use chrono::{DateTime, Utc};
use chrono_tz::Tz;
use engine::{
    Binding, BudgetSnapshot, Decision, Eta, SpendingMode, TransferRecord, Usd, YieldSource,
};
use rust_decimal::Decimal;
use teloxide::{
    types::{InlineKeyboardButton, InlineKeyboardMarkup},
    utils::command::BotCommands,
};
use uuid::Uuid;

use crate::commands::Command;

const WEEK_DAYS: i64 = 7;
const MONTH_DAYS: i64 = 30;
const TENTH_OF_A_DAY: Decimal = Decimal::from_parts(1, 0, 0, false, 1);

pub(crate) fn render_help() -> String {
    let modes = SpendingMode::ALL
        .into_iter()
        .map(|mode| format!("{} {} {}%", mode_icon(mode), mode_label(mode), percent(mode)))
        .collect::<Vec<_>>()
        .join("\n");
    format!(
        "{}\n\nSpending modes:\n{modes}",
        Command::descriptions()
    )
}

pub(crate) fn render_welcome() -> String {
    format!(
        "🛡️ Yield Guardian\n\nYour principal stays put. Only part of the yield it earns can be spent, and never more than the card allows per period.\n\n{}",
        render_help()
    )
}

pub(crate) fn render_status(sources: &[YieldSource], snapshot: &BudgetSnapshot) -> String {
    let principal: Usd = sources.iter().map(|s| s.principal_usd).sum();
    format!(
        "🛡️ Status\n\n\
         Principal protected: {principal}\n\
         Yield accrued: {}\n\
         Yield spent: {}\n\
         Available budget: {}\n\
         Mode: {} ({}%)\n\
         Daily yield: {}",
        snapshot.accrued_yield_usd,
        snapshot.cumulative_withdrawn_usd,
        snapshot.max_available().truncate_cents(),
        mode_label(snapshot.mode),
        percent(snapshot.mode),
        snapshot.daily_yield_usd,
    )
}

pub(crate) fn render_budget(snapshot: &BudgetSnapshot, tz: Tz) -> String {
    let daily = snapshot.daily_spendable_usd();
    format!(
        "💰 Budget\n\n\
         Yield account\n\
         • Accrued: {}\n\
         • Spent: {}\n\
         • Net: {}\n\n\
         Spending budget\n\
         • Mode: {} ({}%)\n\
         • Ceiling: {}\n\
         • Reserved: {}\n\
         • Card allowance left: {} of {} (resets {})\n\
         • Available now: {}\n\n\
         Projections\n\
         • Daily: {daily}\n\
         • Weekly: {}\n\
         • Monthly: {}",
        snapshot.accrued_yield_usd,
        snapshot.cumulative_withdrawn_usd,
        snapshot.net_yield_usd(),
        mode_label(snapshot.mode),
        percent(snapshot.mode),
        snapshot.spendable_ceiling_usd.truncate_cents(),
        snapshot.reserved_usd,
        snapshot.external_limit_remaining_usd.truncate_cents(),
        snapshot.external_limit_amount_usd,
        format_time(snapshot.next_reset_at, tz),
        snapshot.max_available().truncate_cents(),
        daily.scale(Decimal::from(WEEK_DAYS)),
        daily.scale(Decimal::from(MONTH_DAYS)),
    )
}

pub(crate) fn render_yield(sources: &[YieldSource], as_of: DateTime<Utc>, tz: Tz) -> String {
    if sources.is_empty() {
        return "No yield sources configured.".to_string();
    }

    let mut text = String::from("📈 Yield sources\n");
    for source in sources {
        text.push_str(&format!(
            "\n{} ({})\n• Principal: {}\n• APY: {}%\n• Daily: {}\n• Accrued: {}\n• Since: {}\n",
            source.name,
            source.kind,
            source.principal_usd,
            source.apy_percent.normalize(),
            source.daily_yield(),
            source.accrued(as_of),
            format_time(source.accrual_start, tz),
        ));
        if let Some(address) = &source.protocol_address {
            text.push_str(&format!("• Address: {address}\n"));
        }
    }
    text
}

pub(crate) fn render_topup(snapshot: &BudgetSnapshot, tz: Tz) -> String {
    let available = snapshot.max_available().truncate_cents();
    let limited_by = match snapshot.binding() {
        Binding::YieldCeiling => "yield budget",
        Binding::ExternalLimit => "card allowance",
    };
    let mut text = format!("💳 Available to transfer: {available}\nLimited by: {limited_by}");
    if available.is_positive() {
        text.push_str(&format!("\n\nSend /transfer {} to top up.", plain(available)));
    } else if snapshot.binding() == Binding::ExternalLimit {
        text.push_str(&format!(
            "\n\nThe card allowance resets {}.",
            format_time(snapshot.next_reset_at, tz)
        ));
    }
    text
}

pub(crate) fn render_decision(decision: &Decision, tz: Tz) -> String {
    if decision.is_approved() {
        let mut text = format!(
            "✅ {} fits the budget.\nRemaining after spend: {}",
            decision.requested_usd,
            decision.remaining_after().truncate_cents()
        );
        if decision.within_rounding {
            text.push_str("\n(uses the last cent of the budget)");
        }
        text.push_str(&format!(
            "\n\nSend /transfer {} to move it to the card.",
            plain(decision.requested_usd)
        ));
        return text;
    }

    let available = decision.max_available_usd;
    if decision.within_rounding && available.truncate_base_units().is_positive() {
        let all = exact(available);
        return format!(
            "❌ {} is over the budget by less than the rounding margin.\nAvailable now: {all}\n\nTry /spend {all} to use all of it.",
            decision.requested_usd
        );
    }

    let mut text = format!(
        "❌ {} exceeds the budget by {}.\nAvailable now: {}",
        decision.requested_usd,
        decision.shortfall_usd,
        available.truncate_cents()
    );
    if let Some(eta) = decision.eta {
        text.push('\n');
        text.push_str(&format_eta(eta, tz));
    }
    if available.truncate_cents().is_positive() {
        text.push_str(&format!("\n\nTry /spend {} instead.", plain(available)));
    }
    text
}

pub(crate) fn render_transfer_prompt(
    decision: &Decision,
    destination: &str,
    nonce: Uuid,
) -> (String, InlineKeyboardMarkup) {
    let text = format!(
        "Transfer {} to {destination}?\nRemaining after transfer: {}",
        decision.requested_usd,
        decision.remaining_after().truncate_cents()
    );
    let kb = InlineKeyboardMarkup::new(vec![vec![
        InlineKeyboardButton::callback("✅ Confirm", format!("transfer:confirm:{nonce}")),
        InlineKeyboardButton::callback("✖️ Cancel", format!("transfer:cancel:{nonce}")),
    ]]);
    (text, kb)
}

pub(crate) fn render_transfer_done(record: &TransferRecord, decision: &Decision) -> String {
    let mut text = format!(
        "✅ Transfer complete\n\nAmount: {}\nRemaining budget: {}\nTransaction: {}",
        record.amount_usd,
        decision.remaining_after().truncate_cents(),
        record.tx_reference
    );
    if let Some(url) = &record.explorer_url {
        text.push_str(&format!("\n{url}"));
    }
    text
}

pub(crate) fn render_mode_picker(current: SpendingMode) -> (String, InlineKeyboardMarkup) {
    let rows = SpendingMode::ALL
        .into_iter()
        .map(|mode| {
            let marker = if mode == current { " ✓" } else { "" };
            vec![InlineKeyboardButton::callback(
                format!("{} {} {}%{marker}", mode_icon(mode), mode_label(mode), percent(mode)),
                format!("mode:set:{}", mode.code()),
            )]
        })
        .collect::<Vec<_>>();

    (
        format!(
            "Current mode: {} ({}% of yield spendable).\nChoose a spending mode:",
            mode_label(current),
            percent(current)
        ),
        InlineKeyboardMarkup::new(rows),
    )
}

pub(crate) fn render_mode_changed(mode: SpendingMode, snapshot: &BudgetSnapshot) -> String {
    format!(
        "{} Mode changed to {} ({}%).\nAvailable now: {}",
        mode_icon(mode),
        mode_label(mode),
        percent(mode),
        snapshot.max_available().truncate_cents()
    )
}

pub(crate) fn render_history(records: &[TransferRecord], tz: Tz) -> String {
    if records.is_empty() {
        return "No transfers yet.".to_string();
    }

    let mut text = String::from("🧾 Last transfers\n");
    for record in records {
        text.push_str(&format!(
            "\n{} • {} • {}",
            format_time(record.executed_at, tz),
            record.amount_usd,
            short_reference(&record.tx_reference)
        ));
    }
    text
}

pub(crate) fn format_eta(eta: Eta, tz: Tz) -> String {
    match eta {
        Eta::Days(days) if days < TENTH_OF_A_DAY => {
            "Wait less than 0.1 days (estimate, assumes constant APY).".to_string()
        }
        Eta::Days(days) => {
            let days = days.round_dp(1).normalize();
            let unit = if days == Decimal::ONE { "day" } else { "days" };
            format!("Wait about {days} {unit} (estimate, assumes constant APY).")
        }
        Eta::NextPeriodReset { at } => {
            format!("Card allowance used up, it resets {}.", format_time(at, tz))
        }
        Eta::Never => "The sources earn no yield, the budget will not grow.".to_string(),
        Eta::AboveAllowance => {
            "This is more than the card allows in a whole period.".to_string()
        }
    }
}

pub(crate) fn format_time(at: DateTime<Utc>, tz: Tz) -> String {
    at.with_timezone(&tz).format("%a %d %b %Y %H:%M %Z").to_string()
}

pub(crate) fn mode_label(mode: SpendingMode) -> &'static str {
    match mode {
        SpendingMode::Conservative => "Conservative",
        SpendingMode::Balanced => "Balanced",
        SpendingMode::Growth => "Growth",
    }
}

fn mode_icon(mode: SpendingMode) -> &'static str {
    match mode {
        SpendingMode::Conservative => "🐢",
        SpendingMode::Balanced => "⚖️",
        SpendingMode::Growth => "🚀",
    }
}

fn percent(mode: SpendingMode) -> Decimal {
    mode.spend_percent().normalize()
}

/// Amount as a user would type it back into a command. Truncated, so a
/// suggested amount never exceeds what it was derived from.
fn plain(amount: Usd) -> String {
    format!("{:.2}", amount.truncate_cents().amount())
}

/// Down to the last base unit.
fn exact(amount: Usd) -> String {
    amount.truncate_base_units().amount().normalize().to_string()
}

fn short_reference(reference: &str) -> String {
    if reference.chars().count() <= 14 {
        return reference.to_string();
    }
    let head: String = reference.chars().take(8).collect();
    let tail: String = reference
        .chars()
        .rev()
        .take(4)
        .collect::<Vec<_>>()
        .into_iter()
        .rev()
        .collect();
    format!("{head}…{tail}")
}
○ ○ ○ ○ ○ ○ ○
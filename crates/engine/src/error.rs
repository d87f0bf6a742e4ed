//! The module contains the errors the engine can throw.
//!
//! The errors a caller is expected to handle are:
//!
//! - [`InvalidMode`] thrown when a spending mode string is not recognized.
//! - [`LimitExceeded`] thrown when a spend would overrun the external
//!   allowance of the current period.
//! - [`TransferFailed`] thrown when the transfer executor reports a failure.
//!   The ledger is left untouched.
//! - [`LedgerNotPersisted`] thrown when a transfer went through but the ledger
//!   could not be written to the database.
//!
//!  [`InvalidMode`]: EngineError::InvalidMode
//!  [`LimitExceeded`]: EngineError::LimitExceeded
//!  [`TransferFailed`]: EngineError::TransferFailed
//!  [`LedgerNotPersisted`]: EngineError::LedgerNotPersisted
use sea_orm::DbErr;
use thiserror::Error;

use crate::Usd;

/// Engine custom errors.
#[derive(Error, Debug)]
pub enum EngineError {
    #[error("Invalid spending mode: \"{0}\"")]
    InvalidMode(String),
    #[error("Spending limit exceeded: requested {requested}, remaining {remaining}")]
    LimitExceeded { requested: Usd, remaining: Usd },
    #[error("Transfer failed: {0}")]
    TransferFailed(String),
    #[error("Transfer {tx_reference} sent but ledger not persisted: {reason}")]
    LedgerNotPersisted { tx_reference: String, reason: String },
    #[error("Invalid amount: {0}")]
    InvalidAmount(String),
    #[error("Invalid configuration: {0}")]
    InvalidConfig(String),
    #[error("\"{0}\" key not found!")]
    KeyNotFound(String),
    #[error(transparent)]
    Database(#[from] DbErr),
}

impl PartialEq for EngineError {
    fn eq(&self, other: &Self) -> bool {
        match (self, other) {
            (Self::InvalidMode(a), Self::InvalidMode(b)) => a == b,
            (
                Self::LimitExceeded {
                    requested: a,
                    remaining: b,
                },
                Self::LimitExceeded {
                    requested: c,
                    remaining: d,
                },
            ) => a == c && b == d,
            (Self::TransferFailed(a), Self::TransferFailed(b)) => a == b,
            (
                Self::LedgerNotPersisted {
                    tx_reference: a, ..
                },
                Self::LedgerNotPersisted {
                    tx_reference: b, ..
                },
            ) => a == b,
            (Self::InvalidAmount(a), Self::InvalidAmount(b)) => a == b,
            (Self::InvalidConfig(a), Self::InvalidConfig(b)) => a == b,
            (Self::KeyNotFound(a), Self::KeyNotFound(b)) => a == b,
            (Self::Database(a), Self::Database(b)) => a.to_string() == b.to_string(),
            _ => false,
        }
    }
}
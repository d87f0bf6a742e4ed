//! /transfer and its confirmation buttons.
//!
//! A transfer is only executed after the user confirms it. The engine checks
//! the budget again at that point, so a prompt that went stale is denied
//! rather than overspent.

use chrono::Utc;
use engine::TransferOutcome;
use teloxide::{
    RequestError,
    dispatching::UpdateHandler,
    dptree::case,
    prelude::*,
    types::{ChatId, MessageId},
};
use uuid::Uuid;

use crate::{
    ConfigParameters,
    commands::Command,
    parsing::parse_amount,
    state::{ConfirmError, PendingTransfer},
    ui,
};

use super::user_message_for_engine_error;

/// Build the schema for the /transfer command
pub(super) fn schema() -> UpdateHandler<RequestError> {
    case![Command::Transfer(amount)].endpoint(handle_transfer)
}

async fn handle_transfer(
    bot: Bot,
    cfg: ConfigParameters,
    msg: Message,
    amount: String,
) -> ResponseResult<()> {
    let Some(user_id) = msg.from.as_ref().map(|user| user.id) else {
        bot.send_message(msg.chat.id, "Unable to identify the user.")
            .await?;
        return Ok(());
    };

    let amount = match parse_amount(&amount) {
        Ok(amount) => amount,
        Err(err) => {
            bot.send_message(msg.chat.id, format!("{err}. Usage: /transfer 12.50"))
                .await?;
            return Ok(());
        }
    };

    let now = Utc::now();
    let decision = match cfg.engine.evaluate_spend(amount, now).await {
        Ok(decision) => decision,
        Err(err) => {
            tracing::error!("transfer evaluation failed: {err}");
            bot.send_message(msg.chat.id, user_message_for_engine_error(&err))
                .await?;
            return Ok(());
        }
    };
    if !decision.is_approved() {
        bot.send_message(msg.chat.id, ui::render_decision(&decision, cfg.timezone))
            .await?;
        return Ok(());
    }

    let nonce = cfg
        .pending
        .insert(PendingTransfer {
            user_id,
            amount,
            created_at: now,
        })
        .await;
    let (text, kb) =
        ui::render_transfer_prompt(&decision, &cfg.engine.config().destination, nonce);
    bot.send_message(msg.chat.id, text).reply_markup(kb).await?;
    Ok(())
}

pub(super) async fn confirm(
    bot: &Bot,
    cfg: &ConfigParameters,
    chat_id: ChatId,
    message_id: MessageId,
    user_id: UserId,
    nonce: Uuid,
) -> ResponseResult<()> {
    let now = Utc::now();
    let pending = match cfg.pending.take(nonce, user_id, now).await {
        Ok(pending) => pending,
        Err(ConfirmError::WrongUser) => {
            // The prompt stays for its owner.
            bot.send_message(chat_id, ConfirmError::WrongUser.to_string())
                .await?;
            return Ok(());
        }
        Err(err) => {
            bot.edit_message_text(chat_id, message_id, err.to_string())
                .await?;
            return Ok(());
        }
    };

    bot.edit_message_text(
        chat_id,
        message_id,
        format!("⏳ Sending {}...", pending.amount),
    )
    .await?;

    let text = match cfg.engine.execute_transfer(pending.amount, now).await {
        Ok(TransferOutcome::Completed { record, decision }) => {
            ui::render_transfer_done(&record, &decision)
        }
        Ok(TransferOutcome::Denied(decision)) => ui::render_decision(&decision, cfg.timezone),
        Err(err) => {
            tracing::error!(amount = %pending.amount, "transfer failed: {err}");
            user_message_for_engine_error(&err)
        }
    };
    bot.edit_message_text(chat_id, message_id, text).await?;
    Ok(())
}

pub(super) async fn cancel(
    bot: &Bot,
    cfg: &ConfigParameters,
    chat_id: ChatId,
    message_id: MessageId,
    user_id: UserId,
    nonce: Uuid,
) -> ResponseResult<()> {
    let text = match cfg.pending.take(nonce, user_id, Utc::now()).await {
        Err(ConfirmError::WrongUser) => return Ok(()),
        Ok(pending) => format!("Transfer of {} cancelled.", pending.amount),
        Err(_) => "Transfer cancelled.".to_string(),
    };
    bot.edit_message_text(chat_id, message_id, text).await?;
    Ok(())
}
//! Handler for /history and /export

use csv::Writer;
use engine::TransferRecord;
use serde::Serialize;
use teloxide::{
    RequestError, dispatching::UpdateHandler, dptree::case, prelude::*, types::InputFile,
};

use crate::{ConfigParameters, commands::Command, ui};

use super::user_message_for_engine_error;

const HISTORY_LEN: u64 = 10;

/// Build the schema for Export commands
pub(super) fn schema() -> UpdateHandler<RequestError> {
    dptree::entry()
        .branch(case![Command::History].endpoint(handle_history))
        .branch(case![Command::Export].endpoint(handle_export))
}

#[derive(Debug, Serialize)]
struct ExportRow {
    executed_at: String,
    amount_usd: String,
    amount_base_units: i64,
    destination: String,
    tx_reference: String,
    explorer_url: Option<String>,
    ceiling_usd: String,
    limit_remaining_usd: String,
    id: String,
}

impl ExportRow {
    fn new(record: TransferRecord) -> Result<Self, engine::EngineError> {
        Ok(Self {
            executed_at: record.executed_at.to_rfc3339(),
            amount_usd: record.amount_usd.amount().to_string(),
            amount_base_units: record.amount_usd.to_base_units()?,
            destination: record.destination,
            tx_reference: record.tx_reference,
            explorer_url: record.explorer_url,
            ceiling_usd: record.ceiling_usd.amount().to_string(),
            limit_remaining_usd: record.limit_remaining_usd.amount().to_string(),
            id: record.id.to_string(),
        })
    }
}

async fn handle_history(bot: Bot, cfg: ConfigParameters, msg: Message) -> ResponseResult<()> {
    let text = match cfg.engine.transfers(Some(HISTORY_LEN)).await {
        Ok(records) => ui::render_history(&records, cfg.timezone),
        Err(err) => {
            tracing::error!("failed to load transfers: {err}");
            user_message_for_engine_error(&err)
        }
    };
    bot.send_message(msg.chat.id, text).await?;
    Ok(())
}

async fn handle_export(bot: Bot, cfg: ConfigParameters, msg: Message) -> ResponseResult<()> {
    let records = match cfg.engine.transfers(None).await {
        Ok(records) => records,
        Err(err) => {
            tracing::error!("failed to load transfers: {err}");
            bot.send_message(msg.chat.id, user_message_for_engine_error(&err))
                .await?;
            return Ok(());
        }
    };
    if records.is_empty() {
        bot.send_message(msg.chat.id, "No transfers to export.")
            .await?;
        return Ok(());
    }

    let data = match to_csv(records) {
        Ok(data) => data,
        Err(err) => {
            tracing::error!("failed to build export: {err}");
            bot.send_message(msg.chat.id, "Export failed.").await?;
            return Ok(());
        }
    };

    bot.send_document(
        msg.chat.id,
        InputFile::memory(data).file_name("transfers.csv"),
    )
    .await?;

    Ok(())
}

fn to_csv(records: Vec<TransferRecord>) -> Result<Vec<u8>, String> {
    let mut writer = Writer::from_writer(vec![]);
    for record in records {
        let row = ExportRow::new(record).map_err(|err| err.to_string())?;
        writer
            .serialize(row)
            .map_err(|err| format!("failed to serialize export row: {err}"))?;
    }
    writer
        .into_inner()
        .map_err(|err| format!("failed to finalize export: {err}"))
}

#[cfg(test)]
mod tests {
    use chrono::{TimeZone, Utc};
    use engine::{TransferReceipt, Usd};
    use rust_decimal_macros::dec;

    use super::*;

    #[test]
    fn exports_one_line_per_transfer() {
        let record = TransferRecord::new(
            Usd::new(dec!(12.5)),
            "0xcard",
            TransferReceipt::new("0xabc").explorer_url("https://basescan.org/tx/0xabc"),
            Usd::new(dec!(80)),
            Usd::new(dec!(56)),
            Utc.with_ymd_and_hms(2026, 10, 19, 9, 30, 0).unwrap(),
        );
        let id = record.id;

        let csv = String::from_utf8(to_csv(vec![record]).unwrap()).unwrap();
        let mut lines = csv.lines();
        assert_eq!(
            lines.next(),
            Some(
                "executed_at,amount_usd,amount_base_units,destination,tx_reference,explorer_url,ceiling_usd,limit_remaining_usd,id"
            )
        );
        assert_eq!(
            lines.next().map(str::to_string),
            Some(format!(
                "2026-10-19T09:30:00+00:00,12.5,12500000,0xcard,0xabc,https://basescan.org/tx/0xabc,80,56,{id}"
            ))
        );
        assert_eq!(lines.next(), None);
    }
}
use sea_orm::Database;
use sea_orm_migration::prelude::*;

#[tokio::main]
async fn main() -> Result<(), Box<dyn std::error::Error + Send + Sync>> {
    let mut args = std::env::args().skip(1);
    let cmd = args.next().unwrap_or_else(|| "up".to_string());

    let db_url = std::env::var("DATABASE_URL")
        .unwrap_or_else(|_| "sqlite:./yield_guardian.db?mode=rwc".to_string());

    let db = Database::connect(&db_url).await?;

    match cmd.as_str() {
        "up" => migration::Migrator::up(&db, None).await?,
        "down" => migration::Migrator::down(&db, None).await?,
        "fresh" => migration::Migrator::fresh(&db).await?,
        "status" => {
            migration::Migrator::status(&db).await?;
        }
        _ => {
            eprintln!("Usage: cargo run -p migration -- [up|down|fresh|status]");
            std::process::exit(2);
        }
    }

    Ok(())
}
○ ○ ○ ○ ○ ○ ○
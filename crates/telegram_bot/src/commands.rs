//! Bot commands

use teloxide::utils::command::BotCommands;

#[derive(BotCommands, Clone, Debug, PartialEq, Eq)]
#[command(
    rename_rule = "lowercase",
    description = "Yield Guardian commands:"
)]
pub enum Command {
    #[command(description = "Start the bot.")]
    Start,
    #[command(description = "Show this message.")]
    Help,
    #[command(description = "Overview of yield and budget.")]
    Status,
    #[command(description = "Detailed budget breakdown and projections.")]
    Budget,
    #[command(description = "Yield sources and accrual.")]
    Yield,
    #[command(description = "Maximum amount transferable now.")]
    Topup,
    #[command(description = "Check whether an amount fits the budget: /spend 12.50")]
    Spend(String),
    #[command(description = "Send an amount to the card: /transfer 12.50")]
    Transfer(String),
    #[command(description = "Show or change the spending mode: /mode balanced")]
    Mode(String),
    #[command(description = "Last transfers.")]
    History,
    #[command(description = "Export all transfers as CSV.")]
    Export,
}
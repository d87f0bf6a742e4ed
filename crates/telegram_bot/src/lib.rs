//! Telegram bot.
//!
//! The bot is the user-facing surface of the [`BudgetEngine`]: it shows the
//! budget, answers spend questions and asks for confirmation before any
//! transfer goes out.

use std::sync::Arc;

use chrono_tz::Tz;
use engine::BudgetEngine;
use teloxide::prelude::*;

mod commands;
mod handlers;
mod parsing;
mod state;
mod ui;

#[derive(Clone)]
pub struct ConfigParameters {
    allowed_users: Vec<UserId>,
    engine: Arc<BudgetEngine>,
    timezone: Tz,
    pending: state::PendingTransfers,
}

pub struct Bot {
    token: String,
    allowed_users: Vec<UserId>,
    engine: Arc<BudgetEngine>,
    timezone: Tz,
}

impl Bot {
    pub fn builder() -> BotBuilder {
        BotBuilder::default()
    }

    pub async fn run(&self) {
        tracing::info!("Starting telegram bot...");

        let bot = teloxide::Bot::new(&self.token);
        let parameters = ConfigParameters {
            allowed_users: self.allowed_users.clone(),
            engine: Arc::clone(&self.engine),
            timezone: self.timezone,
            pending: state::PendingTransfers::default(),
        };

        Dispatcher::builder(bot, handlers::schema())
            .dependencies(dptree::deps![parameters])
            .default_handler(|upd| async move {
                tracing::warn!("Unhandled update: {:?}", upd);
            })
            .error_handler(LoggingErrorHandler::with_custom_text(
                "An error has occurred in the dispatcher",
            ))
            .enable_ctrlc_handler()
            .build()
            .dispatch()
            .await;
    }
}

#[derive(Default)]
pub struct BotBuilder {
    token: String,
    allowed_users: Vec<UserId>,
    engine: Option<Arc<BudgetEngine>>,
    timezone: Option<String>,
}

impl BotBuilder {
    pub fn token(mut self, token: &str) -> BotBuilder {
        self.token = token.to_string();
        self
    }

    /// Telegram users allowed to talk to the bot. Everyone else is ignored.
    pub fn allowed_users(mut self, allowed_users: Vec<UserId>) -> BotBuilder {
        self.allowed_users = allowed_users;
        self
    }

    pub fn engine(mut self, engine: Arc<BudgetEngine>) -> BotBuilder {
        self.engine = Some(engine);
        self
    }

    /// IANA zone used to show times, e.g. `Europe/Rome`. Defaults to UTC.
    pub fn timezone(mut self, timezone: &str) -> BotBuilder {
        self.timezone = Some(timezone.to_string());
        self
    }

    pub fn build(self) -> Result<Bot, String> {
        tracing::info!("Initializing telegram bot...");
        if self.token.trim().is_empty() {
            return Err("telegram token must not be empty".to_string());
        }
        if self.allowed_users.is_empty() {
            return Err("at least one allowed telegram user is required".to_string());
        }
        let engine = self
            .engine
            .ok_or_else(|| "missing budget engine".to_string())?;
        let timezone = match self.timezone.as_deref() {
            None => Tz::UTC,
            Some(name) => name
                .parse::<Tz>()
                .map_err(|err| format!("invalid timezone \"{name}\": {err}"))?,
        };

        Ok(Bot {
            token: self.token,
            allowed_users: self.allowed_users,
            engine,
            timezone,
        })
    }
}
○ ○ ○ ○ ○ ○ ○
*Task goal:* Scan the data above, find each line with "InlineKeyboardButton", and copy it.

*Response box:*
    types::{InlineKeyboardButton, InlineKeyboardMarkup},
        InlineKeyboardButton::callback("✅ Confirm", format!("transfer:confirm:{nonce}")),
        InlineKeyboardButton::callback("✖️ Cancel", format!("transfer:cancel:{nonce}")),
            vec![InlineKeyboardButton::callback(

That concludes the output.